### TASK DETAILS:
In the records below, find each line that holds "crate" and return it.

*** EXERCISE MATERIAL ***

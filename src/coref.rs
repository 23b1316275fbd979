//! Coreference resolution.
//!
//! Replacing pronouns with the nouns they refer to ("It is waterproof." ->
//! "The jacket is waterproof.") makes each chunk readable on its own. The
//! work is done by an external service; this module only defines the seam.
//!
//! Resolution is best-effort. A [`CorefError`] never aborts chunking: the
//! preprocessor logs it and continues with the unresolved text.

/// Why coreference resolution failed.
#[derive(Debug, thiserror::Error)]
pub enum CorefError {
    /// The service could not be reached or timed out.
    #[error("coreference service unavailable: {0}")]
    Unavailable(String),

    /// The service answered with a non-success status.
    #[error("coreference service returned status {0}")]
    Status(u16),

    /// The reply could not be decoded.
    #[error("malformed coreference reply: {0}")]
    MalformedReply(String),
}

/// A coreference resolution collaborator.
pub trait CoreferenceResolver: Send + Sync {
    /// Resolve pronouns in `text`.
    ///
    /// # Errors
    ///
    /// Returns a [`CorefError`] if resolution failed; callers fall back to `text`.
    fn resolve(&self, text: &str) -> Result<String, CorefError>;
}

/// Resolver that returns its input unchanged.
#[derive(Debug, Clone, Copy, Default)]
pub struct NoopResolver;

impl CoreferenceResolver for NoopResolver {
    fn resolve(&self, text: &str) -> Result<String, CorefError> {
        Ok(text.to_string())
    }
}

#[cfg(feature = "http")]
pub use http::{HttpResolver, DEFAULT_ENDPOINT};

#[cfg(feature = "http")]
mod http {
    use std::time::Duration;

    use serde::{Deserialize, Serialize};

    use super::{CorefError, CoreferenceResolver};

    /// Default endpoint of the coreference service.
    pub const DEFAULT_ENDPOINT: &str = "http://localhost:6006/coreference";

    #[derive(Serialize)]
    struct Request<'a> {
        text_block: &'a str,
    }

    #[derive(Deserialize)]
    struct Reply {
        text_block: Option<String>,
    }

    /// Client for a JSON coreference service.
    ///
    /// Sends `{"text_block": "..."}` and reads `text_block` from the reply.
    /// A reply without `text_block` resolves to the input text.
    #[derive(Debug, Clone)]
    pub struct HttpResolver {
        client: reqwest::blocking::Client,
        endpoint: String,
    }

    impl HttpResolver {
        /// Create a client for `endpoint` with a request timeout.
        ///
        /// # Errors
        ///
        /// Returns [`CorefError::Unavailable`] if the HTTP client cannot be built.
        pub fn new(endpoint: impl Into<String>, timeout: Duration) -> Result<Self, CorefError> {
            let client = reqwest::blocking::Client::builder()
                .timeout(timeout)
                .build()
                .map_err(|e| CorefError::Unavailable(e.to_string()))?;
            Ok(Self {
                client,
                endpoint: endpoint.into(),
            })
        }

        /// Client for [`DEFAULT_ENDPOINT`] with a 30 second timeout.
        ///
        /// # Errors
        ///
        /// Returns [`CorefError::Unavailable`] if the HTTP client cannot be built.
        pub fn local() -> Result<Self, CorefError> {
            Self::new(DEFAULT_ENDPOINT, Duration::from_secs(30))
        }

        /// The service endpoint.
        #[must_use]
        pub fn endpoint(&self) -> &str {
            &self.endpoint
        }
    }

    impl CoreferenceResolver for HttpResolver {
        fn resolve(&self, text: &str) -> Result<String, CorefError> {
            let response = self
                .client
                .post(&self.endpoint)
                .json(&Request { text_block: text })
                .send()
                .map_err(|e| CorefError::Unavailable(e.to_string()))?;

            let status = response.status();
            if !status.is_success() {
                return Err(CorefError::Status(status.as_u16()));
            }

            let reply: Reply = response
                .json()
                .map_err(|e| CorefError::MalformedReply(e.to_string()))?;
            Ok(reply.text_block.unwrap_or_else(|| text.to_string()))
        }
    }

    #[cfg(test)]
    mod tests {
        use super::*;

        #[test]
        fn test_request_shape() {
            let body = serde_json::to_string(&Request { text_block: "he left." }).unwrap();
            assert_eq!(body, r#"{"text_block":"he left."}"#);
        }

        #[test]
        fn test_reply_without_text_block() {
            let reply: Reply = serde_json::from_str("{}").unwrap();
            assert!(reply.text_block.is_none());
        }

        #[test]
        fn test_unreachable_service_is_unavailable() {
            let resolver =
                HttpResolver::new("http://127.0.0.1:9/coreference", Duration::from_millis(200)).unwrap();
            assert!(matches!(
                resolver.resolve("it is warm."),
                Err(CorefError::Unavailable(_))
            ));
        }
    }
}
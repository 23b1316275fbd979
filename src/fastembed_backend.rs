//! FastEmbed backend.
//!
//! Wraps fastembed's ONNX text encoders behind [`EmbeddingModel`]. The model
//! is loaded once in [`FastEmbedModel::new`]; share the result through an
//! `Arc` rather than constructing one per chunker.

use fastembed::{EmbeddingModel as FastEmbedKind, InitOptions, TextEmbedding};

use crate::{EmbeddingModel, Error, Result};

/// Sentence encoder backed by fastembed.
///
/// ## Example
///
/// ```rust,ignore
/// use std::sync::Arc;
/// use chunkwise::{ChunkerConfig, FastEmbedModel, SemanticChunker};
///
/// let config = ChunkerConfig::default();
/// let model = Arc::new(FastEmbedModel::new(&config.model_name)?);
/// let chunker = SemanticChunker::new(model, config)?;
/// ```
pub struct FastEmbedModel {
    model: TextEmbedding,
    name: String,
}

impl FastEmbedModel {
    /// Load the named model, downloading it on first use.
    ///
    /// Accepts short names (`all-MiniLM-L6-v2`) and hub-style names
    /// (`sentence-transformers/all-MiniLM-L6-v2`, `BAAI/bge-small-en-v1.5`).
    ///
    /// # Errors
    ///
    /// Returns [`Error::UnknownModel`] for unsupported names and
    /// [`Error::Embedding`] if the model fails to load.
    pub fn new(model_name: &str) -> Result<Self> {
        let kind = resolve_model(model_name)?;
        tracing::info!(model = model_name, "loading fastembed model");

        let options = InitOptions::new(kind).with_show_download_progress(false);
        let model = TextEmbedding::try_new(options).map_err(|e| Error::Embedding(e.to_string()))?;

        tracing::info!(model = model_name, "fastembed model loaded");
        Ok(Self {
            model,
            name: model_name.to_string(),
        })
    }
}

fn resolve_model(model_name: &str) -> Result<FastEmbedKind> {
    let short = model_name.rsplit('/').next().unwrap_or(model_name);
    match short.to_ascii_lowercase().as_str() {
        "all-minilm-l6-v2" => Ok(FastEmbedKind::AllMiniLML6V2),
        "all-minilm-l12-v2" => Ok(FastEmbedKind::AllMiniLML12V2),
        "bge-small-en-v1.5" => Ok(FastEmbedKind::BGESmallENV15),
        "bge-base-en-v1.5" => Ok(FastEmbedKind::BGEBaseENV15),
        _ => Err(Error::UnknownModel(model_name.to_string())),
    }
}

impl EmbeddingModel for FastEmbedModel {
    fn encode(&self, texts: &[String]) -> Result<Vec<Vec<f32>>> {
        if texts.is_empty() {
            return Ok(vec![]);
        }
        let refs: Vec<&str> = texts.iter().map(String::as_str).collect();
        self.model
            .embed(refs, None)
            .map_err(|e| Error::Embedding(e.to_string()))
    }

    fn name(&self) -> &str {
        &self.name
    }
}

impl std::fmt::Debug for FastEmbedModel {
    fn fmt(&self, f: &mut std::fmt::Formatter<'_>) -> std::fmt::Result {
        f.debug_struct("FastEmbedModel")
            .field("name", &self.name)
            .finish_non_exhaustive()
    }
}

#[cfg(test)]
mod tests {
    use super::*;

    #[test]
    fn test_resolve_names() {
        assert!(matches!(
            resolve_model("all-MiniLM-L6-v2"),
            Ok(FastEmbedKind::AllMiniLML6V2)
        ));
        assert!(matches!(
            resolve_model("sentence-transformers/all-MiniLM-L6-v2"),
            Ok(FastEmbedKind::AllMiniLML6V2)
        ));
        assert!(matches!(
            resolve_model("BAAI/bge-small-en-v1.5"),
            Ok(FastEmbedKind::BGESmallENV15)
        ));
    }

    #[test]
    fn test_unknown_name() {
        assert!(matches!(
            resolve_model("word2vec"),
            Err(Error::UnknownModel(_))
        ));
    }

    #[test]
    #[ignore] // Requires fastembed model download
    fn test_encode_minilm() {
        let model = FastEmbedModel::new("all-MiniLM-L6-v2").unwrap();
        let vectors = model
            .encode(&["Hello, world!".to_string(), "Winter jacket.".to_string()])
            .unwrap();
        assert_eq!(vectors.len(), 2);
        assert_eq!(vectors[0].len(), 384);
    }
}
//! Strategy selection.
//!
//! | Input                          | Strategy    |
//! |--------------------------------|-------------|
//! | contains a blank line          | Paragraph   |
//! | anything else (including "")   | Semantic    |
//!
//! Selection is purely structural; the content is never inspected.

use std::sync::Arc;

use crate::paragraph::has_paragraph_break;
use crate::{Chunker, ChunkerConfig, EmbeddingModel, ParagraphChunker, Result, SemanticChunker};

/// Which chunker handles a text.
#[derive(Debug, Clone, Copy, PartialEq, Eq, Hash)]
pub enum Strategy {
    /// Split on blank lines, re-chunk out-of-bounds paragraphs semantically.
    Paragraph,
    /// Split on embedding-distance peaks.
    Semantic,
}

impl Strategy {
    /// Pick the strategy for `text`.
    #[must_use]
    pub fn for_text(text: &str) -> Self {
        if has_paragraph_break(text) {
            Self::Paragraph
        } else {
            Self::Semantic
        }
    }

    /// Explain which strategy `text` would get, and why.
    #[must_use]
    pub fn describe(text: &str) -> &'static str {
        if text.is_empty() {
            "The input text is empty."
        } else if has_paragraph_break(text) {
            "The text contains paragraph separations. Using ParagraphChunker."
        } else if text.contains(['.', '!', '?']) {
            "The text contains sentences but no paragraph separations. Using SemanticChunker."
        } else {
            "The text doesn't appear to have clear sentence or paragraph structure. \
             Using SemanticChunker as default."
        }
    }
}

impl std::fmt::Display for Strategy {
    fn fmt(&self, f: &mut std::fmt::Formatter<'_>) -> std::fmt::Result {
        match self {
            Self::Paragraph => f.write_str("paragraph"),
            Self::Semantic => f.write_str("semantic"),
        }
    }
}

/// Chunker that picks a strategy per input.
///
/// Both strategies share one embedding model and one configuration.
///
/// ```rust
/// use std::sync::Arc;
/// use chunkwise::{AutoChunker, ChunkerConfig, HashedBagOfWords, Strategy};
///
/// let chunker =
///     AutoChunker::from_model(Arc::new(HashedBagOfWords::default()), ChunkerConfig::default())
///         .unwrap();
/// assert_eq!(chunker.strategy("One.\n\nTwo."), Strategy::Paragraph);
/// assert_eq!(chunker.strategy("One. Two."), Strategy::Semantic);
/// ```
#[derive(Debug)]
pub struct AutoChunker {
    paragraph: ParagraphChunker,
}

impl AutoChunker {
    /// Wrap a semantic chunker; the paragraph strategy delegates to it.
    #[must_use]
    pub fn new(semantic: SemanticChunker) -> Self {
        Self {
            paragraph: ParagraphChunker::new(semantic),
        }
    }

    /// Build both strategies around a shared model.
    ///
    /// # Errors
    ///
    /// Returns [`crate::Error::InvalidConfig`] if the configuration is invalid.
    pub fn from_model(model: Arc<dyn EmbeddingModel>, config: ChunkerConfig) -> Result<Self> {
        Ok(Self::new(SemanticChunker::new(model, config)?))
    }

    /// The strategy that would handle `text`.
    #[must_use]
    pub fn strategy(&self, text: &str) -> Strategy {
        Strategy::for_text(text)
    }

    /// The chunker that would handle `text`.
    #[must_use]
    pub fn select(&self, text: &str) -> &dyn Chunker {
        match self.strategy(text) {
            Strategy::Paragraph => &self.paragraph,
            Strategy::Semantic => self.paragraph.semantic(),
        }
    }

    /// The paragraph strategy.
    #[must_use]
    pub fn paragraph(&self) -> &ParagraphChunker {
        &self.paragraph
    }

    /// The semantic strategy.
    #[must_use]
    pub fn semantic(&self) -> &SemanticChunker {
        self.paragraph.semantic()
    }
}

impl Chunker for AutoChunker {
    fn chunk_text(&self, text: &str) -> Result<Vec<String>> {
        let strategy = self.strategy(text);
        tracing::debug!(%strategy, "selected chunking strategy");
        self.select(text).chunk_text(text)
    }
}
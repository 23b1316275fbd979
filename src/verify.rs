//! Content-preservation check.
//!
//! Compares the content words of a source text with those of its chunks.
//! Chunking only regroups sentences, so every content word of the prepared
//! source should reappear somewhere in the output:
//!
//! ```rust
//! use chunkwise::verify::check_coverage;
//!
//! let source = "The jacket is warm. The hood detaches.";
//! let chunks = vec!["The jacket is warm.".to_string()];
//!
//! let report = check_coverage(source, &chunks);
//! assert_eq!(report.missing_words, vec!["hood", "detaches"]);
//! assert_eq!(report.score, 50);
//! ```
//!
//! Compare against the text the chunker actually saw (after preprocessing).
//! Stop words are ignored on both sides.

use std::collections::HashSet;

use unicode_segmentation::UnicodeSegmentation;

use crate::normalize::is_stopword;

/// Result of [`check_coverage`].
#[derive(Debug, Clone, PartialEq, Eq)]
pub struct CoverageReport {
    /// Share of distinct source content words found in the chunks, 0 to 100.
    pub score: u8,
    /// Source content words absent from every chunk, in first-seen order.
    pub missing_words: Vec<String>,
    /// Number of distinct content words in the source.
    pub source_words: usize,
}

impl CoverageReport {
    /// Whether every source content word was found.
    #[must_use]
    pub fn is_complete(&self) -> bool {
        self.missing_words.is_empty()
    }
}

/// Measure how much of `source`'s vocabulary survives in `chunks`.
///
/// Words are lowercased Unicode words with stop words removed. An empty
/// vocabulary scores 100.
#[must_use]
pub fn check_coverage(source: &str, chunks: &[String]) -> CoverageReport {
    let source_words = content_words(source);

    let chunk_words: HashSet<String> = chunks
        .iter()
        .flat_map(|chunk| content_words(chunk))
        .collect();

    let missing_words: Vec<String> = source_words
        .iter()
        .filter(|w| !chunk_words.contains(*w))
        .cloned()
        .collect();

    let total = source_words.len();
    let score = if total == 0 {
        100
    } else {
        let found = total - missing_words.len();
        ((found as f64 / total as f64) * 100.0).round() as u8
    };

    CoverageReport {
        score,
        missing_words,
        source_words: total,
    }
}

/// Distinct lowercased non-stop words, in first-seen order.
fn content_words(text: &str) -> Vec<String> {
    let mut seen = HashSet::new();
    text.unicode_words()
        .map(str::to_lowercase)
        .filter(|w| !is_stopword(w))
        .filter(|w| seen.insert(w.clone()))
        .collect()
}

*** End of EXERCISE MATERIAL ***

### WRITTEN RESPONSE:
use crate::{EmbeddingModel, Error, Result};
use crate::paragraph::has_paragraph_break;
use crate::{Chunker, ChunkerConfig, EmbeddingModel, ParagraphChunker, Result, SemanticChunker};
    /// Returns [`crate::Error::InvalidConfig`] if the configuration is invalid.
use crate::normalize::is_stopword;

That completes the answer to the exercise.